Your assignment >> Each line below containing the word "Cancelled" needs to be shown.

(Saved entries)
* * * * * * *
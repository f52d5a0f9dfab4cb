//! Integration tests for rental lifecycle operations.

mod common;

use common::{caller, date, harness, notification, seed_vehicle, SECRET};
use fleetrent_ops::OpsError;
use fleetrent_types::{ErrorCode, RentalStatus};

#[tokio::test]
async fn same_day_rental_charges_one_day() {
    let mut h = harness();
    let vehicle_id = seed_vehicle(&mut h.service, 3, 100_000);
    let user = caller(1);

    let created = h
        .service
        .create_rental(&user, vehicle_id, date("2024-05-01"), date("2024-05-01"))
        .await
        .unwrap();
    assert_eq!(created.rental.total_cost, 100_000);
    assert_eq!(created.payment.amount, 100_000);
}

#[tokio::test]
async fn end_before_start_is_invalid_range() {
    let mut h = harness();
    let vehicle_id = seed_vehicle(&mut h.service, 3, 100_000);
    let user = caller(1);

    let err = h
        .service
        .create_rental(&user, vehicle_id, date("2024-05-03"), date("2024-05-01"))
        .await
        .unwrap_err();
    assert!(matches!(err, OpsError::InvalidRange(_)));
    assert_eq!(err.error_code(), ErrorCode::InvalidRange);
    assert_eq!(err.error_code().http_status(), 400);

    assert!(h.service.list_rentals(&user).unwrap().is_empty());
    assert_eq!(h.gateway.request_count(), 0);
}

#[tokio::test]
async fn overlong_rental_rejected() {
    let mut h = harness();
    let vehicle_id = seed_vehicle(&mut h.service, 3, 100_000);
    let user = caller(1);

    let err = h
        .service
        .create_rental(&user, vehicle_id, date("2024-01-01"), date("2026-01-01"))
        .await
        .unwrap_err();
    assert!(matches!(err, OpsError::Validation(_)));
    assert!(h.service.list_rentals(&user).unwrap().is_empty());
}

#[tokio::test]
async fn unknown_vehicle_is_not_found() {
    let mut h = harness();
    let user = caller(1);

    let err = h
        .service
        .create_rental(
            &user,
            fleetrent_types::VehicleId(404),
            date("2024-05-01"),
            date("2024-05-03"),
        )
        .await
        .unwrap_err();
    assert!(matches!(err, OpsError::VehicleNotFound(_)));
    assert_eq!(h.gateway.request_count(), 0);
}

#[tokio::test]
async fn invoice_carries_deterministic_reference() {
    let mut h = harness();
    let vehicle_id = seed_vehicle(&mut h.service, 3, 100_000);
    let user = caller(1);

    let created = h
        .service
        .create_rental(&user, vehicle_id, date("2024-05-01"), date("2024-05-03"))
        .await
        .unwrap();

    assert_eq!(
        created.payment.external_reference,
        format!("rental-{}", created.rental.id)
    );
    let requests = h.gateway.requests();
    assert_eq!(requests.len(), 1);
    assert_eq!(requests[0].external_id, created.payment.external_reference);
    assert_eq!(requests[0].payer_email, user.email);
    assert_eq!(requests[0].amount, 200_000);
}

#[tokio::test]
async fn return_by_non_owner_is_forbidden() {
    let mut h = harness();
    let vehicle_id = seed_vehicle(&mut h.service, 3, 100_000);
    let owner = caller(1);
    let intruder = caller(2);

    let created = h
        .service
        .create_rental(&owner, vehicle_id, date("2024-05-01"), date("2024-05-03"))
        .await
        .unwrap();
    h.service
        .handle_webhook(
            SECRET,
            &notification(&created.payment.external_reference, "PAID", 200_000),
        )
        .unwrap();

    let err = h
        .service
        .return_vehicle(&intruder, created.rental.id)
        .unwrap_err();
    assert!(matches!(err, OpsError::Forbidden));
    assert_eq!(err.error_code().http_status(), 403);

    // State unchanged: still active, still one unit out.
    let views = h.service.list_rentals(&owner).unwrap();
    assert_eq!(views[0].rental.status, RentalStatus::Active);
    assert_eq!(
        h.service.vehicle_detail(vehicle_id).unwrap().available_units,
        2
    );
}

#[tokio::test]
async fn return_of_pending_rental_is_invalid_state() {
    let mut h = harness();
    let vehicle_id = seed_vehicle(&mut h.service, 3, 100_000);
    let user = caller(1);

    let created = h
        .service
        .create_rental(&user, vehicle_id, date("2024-05-01"), date("2024-05-03"))
        .await
        .unwrap();

    let err = h
        .service
        .return_vehicle(&user, created.rental.id)
        .unwrap_err();
    assert!(matches!(err, OpsError::InvalidState(RentalStatus::Pending)));
    assert_eq!(err.error_code().http_status(), 400);

    let views = h.service.list_rentals(&user).unwrap();
    assert_eq!(views[0].rental.status, RentalStatus::Pending);
}

#[tokio::test]
async fn double_return_is_invalid_state() {
    let mut h = harness();
    let vehicle_id = seed_vehicle(&mut h.service, 3, 100_000);
    let user = caller(1);

    let created = h
        .service
        .create_rental(&user, vehicle_id, date("2024-05-01"), date("2024-05-03"))
        .await
        .unwrap();
    h.service
        .handle_webhook(
            SECRET,
            &notification(&created.payment.external_reference, "PAID", 200_000),
        )
        .unwrap();

    h.service.return_vehicle(&user, created.rental.id).unwrap();
    let err = h
        .service
        .return_vehicle(&user, created.rental.id)
        .unwrap_err();
    assert!(matches!(
        err,
        OpsError::InvalidState(RentalStatus::Completed)
    ));

    // Stock restored exactly once.
    assert_eq!(
        h.service.vehicle_detail(vehicle_id).unwrap().available_units,
        3
    );
}

#[tokio::test]
async fn cancel_is_owner_only_and_pending_only() {
    let mut h = harness();
    let vehicle_id = seed_vehicle(&mut h.service, 3, 100_000);
    let owner = caller(1);
    let intruder = caller(2);

    let created = h
        .service
        .create_rental(&owner, vehicle_id, date("2024-05-01"), date("2024-05-03"))
        .await
        .unwrap();

    let err = h
        .service
        .cancel_rental(&intruder, created.rental.id)
        .unwrap_err();
    assert!(matches!(err, OpsError::Forbidden));

    h.service.cancel_rental(&owner, created.rental.id).unwrap();
    let views = h.service.list_rentals(&owner).unwrap();
    assert_eq!(views[0].rental.status, RentalStatus::Cancelled);

    // Terminal: cannot cancel again.
    let err = h
        .service
        .cancel_rental(&owner, created.rental.id)
        .unwrap_err();
    assert!(matches!(
        err,
        OpsError::InvalidState(RentalStatus::Cancelled)
    ));
}

#[tokio::test]
async fn return_sends_confirmation_notification() {
    let mut h = harness();
    let vehicle_id = seed_vehicle(&mut h.service, 3, 100_000);
    let user = caller(1);

    let created = h
        .service
        .create_rental(&user, vehicle_id, date("2024-05-01"), date("2024-05-03"))
        .await
        .unwrap();
    h.service
        .handle_webhook(
            SECRET,
            &notification(&created.payment.external_reference, "PAID", 200_000),
        )
        .unwrap();

    // One notification from the payment, one from the return.
    assert!(h.notifier.wait_for(1).await);
    h.service.return_vehicle(&user, created.rental.id).unwrap();
    assert!(h.notifier.wait_for(2).await);

    let delivered = h.notifier.delivered();
    assert!(delivered
        .iter()
        .any(|(_, subject, _)| subject == "Vehicle Return Confirmation"));
    assert!(delivered
        .iter()
        .any(|(_, _, body)| body.contains("Toyota Avanza")));
}

#[tokio::test]
async fn payment_detail_scoped_to_owner() {
    let mut h = harness();
    let vehicle_id = seed_vehicle(&mut h.service, 3, 100_000);
    let owner = caller(1);
    let intruder = caller(2);

    let created = h
        .service
        .create_rental(&owner, vehicle_id, date("2024-05-01"), date("2024-05-03"))
        .await
        .unwrap();

    let detail = h
        .service
        .payment_detail(&owner, created.payment.id)
        .unwrap();
    assert_eq!(detail.payment.id, created.payment.id);
    assert_eq!(detail.vehicle.name, "Toyota Avanza");

    let err = h
        .service
        .payment_detail(&intruder, created.payment.id)
        .unwrap_err();
    assert!(matches!(err, OpsError::PaymentNotFound(_)));
}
* * * * * * *
Written response >>
    assert_eq!(views[0].rental.status, RentalStatus::Cancelled);
        OpsError::InvalidState(RentalStatus::Cancelled)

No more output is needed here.